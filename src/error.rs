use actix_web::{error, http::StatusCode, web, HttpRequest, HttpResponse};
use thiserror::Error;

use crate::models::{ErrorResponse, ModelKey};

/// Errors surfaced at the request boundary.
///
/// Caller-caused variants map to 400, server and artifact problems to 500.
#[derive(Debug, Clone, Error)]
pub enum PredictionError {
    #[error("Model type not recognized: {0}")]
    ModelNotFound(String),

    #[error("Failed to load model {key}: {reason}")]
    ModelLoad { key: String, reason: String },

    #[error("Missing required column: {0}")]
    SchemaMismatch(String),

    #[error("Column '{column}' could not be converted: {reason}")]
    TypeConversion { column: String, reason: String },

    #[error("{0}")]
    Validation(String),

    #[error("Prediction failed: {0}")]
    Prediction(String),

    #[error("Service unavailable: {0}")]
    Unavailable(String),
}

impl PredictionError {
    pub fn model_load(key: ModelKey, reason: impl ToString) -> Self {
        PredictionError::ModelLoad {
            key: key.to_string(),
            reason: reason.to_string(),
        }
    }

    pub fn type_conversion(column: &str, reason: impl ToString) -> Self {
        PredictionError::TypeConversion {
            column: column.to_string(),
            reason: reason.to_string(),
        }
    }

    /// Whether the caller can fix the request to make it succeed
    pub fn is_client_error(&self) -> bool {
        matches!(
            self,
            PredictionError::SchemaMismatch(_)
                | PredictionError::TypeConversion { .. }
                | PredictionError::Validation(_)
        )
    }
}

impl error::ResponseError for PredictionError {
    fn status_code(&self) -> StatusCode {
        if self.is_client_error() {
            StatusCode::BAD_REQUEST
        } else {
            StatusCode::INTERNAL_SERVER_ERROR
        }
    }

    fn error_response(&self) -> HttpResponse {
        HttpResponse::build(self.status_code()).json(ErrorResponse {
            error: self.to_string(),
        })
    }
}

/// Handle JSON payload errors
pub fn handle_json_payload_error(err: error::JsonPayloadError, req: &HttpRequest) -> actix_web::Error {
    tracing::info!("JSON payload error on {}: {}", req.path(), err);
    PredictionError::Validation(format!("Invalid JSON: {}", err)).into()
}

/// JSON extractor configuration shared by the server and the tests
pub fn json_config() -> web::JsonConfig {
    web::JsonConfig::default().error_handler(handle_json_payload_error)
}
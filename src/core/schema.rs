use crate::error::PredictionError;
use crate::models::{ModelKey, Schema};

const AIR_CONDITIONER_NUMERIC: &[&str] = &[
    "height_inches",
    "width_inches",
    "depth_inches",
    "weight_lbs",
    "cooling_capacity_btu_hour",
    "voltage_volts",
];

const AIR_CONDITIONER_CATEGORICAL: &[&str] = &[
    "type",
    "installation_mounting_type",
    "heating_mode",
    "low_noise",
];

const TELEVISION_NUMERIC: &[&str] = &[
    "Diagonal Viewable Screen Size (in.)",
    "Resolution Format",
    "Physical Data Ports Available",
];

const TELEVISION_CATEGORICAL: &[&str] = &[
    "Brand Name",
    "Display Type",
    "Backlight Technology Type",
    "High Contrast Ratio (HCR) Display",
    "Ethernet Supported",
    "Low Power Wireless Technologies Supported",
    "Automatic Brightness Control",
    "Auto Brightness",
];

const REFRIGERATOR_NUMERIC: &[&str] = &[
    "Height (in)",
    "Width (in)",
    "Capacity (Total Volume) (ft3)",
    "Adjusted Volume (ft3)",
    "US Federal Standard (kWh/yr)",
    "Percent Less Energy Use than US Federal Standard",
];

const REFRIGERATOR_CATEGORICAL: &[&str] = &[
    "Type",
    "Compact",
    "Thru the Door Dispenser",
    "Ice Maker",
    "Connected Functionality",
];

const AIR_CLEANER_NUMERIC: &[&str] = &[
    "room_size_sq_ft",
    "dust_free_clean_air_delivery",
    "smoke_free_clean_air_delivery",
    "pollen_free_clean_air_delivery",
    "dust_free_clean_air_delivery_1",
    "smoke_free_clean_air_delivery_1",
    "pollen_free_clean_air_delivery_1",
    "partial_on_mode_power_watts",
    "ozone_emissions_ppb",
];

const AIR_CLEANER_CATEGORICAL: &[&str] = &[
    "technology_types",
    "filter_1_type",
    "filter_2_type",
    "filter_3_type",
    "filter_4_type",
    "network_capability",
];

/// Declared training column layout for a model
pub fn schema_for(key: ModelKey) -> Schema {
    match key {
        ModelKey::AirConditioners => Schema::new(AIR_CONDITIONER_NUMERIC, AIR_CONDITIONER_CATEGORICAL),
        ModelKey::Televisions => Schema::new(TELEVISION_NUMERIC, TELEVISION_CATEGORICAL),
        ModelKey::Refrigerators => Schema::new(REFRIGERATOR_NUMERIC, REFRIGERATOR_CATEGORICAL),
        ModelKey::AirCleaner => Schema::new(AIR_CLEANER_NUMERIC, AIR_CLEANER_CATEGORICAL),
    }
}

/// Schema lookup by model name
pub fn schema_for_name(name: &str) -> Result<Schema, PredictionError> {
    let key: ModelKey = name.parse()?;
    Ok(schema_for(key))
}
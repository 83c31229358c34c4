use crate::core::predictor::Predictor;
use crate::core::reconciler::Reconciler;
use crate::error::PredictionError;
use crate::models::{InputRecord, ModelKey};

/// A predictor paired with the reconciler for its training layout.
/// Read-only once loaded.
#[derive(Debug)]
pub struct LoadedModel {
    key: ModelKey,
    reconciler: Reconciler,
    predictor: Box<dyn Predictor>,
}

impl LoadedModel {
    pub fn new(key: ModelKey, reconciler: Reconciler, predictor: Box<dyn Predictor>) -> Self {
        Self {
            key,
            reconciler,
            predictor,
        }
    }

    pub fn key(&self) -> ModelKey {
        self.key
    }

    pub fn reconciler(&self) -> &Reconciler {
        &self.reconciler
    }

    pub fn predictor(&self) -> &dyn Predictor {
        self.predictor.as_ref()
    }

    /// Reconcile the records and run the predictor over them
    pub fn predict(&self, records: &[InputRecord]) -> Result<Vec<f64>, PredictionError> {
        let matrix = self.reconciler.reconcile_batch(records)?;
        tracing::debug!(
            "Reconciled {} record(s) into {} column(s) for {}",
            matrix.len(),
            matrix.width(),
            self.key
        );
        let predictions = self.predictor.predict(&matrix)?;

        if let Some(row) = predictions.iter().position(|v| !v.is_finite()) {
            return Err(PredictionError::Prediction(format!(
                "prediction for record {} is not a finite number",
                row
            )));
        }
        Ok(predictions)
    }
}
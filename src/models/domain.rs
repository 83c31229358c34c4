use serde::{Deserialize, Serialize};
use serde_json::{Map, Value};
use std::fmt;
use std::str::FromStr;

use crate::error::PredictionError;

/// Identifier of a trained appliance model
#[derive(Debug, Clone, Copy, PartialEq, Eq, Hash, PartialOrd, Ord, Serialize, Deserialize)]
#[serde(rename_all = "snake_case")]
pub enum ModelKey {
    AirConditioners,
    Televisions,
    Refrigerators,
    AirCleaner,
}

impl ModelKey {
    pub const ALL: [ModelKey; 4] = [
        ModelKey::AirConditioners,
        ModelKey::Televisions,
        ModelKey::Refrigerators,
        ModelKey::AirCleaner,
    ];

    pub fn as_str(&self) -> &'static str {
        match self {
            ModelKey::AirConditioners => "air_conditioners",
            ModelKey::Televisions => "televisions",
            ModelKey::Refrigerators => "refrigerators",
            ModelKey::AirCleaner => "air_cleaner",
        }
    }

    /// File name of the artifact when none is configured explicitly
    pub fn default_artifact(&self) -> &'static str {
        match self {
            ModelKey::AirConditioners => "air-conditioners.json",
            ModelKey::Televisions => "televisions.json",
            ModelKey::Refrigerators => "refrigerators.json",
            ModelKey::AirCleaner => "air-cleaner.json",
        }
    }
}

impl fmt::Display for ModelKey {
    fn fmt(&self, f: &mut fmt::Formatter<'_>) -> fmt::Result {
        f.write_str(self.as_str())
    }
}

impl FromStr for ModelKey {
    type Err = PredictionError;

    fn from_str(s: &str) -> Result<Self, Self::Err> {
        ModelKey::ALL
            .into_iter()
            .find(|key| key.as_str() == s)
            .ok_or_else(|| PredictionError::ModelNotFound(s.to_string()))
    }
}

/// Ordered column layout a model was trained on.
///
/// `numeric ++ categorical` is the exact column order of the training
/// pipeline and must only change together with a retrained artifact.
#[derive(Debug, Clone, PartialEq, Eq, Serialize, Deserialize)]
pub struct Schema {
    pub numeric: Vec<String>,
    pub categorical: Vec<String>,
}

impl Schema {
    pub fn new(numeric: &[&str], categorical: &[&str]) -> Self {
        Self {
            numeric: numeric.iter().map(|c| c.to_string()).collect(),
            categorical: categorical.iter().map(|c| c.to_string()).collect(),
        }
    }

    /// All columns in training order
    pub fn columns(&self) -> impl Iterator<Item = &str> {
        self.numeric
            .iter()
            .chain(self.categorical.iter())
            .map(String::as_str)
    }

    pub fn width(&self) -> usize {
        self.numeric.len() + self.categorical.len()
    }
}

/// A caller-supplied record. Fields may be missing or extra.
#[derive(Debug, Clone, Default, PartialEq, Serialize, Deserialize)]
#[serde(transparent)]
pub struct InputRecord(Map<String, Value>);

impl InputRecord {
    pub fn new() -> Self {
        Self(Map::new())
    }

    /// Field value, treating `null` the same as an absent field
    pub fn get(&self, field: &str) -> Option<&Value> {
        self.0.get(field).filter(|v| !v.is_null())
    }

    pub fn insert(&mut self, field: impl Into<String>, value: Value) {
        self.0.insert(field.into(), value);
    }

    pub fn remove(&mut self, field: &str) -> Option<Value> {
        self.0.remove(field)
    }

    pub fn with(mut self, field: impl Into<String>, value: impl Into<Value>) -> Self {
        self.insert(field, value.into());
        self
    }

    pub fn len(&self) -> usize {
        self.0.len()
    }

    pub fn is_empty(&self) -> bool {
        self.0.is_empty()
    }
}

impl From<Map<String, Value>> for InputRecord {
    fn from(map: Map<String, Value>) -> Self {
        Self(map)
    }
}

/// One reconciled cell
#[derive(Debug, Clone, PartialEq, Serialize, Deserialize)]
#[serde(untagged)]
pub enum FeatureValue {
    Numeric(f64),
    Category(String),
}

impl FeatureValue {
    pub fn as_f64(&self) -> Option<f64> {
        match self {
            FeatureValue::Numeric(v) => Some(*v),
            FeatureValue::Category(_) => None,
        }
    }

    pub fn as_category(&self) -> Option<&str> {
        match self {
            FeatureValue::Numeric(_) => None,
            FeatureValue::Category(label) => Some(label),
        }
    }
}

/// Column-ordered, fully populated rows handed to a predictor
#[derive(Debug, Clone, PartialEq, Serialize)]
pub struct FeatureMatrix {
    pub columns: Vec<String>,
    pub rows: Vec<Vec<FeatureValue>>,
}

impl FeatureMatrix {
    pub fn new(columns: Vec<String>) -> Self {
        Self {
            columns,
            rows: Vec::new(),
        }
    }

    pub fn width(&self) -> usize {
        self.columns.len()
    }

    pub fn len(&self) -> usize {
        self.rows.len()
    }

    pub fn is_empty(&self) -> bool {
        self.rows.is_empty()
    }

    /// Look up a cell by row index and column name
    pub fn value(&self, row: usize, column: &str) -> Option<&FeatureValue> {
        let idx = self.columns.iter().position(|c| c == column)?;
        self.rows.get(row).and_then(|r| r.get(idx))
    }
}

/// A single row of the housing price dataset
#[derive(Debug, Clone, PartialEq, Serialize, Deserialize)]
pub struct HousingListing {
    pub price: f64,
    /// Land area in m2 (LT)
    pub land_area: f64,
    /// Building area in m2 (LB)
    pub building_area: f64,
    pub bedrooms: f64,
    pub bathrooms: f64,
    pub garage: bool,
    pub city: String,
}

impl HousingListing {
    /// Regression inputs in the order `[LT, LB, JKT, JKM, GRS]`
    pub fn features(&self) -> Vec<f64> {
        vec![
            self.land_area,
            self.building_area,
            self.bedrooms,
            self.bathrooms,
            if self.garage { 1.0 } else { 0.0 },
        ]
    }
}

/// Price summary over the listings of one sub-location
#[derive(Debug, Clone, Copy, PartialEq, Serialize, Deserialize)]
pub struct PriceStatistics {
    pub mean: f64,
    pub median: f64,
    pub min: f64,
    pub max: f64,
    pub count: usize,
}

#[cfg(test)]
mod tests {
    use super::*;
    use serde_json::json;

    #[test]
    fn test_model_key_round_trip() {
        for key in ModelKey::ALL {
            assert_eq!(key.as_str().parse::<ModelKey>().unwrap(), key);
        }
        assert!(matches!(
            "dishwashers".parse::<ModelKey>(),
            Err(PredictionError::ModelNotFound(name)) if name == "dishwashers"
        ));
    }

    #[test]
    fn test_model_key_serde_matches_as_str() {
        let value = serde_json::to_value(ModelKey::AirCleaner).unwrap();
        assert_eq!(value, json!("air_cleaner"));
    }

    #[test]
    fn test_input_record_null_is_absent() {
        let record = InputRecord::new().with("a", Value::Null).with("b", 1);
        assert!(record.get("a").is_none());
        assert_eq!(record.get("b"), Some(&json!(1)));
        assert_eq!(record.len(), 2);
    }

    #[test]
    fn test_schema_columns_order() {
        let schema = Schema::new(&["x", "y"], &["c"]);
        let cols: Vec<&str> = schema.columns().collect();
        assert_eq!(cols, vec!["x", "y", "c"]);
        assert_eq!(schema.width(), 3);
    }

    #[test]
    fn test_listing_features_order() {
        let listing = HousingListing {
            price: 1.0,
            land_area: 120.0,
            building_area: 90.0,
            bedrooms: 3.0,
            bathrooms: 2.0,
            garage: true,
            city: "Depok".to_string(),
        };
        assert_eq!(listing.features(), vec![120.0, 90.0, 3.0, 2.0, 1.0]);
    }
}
┄┄┄┄┄┄
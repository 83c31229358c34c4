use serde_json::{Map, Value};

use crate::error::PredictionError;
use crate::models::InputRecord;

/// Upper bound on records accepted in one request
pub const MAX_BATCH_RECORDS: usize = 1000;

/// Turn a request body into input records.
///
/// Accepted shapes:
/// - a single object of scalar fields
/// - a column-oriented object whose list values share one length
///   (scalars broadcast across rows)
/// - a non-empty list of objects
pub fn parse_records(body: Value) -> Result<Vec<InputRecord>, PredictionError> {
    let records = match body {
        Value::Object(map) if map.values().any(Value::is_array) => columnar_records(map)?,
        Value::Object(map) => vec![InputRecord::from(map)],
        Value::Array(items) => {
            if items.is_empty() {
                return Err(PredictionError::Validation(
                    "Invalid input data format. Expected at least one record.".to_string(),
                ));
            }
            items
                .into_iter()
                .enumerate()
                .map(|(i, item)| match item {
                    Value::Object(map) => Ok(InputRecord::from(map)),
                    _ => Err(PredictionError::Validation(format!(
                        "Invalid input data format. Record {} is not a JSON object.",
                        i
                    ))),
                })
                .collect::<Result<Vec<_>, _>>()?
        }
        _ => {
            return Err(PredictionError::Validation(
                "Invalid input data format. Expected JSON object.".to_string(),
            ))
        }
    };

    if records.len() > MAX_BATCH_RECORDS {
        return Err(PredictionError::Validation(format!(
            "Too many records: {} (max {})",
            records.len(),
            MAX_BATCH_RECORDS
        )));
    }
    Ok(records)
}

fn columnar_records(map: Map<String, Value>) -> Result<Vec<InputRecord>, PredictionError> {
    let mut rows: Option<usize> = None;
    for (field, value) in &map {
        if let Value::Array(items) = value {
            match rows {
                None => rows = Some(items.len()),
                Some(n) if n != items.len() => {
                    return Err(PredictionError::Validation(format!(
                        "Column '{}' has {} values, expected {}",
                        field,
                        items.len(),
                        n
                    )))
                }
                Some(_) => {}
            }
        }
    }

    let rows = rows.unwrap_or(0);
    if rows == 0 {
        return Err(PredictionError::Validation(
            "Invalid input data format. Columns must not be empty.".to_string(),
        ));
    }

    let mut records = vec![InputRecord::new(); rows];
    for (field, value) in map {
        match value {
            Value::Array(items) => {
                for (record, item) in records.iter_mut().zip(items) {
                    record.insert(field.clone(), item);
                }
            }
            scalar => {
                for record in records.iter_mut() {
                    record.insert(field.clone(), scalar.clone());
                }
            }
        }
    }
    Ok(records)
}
┄┄┄┄┄┄
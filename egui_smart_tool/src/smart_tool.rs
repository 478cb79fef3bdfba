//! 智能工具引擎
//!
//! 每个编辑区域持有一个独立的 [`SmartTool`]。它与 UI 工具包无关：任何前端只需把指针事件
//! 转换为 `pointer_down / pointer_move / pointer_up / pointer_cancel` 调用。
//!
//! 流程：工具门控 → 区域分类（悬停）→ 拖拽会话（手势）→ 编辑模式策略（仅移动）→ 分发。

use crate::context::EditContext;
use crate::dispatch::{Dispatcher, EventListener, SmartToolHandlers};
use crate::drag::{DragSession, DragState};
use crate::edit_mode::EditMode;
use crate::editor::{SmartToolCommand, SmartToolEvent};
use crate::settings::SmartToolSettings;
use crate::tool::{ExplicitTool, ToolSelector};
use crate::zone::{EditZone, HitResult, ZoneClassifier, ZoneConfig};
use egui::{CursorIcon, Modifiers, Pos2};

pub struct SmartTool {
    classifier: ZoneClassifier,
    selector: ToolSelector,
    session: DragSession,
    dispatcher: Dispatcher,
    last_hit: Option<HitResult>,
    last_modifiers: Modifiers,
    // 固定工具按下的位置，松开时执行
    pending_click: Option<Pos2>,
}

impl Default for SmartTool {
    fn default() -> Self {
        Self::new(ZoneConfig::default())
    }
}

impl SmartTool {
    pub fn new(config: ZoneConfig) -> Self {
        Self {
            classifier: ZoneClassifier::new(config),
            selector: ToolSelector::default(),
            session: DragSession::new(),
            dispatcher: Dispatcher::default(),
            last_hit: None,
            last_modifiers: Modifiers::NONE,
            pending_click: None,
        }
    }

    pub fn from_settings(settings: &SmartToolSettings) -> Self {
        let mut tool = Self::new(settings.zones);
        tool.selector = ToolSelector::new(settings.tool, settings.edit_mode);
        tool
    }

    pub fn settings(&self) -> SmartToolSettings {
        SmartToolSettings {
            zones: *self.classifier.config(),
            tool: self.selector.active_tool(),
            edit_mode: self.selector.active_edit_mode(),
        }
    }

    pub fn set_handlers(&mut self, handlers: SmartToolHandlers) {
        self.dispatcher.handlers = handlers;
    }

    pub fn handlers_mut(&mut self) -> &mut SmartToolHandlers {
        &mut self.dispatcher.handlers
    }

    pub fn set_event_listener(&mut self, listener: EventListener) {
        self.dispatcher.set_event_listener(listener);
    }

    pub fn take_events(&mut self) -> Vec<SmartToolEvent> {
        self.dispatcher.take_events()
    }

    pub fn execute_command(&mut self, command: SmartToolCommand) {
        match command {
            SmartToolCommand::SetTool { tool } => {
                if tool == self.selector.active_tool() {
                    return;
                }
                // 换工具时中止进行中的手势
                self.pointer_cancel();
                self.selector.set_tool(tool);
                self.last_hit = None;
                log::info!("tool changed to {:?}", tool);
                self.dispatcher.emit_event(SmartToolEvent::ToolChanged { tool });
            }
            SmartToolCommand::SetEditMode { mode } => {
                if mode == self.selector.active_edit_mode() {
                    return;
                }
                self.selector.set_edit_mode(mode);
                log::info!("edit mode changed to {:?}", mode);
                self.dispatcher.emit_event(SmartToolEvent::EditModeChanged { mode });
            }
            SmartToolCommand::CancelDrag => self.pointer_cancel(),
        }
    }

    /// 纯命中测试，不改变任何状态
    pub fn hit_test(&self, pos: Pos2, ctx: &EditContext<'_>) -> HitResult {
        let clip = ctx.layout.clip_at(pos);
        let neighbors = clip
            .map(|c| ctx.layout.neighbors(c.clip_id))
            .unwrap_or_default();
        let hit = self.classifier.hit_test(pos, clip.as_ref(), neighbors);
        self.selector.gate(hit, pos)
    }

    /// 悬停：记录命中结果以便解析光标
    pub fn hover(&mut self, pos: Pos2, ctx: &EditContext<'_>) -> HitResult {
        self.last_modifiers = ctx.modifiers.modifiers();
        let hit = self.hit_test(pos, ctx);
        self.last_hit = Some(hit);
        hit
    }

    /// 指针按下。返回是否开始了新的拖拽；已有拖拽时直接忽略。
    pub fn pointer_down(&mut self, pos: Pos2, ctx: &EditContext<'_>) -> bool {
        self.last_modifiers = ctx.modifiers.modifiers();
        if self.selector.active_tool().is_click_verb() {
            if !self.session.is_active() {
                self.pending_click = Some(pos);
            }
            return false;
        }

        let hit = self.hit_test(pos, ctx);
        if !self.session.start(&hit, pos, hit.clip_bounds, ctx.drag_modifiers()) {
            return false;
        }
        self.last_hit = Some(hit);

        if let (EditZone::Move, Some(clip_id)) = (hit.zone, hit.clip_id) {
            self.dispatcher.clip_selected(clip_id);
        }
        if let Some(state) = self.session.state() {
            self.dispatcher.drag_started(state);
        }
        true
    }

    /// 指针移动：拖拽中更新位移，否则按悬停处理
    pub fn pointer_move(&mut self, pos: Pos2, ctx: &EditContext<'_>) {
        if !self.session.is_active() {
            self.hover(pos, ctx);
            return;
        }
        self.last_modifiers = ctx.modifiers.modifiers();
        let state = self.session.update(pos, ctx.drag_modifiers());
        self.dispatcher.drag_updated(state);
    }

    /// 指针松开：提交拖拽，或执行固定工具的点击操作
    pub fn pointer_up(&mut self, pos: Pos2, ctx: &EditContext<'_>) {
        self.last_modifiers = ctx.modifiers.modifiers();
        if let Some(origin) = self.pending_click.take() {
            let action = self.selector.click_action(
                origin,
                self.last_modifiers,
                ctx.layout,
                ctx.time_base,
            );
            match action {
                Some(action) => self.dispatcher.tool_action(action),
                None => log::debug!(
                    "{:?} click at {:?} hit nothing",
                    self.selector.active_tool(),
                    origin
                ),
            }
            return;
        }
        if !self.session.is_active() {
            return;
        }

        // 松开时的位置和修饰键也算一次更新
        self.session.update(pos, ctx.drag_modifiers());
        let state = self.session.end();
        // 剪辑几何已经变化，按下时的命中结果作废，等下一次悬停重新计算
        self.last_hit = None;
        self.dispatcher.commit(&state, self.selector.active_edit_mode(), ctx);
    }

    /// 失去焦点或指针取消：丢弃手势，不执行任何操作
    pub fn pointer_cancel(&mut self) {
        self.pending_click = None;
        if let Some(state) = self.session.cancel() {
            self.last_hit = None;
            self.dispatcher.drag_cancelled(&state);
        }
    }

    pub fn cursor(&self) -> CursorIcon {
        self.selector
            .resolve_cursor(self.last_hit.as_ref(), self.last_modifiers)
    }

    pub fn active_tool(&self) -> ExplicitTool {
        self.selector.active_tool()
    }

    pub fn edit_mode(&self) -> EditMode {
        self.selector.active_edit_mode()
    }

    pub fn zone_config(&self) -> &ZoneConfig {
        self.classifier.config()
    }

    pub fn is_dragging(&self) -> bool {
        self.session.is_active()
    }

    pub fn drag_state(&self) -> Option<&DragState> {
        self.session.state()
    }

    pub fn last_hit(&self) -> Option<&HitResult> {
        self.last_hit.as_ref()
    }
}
┄┄┄┄┄┄
■ TASK REQUIREMENTS
Wherever a line in the records above includes "ZoneConfig", count it, then give the total and nothing besides.

■ ANSWER TO THIS PROBLEM
4